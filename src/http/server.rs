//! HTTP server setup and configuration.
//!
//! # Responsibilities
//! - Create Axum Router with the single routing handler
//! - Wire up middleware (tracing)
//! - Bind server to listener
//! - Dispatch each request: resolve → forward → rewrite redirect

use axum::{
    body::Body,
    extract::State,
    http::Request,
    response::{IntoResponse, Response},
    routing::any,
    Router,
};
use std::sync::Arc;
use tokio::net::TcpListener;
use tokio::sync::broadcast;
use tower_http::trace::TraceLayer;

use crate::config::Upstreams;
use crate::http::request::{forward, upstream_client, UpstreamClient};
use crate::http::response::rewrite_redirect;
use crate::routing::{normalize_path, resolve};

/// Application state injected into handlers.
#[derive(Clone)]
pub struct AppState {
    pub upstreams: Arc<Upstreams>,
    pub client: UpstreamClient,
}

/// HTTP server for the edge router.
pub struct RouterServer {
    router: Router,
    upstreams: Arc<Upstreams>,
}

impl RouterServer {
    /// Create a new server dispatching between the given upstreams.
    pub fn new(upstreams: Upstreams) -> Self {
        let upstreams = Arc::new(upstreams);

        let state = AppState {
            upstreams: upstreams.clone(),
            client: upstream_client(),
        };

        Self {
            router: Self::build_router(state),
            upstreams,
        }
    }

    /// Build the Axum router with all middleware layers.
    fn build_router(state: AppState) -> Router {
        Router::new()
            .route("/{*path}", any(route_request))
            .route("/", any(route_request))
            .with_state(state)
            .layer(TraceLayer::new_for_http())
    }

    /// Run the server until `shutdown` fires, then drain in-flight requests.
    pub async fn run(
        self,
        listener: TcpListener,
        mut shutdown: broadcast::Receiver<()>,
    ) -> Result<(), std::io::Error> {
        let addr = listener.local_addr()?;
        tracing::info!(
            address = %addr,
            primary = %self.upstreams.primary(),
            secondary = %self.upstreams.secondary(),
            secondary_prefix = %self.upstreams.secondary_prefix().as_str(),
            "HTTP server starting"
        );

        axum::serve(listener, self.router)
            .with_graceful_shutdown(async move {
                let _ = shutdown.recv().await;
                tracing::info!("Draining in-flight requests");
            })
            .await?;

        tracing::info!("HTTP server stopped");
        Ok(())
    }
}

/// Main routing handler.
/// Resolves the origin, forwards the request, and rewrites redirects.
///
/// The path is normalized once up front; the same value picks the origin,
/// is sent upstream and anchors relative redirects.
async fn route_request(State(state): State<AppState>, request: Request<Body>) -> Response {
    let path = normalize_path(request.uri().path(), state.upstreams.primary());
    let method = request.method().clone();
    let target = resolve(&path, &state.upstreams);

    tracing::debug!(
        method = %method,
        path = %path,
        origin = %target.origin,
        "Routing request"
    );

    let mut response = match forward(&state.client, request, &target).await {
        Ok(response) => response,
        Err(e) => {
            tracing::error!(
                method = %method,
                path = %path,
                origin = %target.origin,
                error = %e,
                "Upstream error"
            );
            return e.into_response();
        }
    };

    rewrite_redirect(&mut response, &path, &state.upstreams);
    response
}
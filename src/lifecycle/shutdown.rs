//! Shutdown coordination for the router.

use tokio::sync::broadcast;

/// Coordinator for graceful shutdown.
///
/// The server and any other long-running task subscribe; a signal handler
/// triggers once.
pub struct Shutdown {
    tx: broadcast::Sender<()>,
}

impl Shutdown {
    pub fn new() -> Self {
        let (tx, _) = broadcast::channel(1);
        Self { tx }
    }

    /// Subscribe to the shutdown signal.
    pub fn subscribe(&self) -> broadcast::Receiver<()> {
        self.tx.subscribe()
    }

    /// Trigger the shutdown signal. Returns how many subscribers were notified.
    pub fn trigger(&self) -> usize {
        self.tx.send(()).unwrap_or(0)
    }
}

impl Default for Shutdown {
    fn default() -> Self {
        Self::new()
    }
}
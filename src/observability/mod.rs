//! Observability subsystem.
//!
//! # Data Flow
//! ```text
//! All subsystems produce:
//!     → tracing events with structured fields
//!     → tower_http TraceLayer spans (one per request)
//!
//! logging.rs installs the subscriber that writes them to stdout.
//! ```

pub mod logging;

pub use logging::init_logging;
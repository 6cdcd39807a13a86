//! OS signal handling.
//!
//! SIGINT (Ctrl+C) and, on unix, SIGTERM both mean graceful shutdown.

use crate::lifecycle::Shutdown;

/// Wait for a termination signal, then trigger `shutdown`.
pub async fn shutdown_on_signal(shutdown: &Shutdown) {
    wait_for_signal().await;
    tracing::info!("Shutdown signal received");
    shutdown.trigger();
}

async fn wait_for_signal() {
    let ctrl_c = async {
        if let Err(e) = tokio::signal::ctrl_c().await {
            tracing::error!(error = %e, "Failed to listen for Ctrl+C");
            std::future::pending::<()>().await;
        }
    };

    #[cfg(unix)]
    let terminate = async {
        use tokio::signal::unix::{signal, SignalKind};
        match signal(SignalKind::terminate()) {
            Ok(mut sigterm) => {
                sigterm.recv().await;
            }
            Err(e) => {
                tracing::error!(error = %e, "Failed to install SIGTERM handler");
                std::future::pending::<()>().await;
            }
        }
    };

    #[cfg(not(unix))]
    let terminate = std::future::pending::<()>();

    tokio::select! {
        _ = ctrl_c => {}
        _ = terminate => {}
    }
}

Required work »
For the word "origin", tally the lines of the listing that include it and give the number alone.

Reply »
4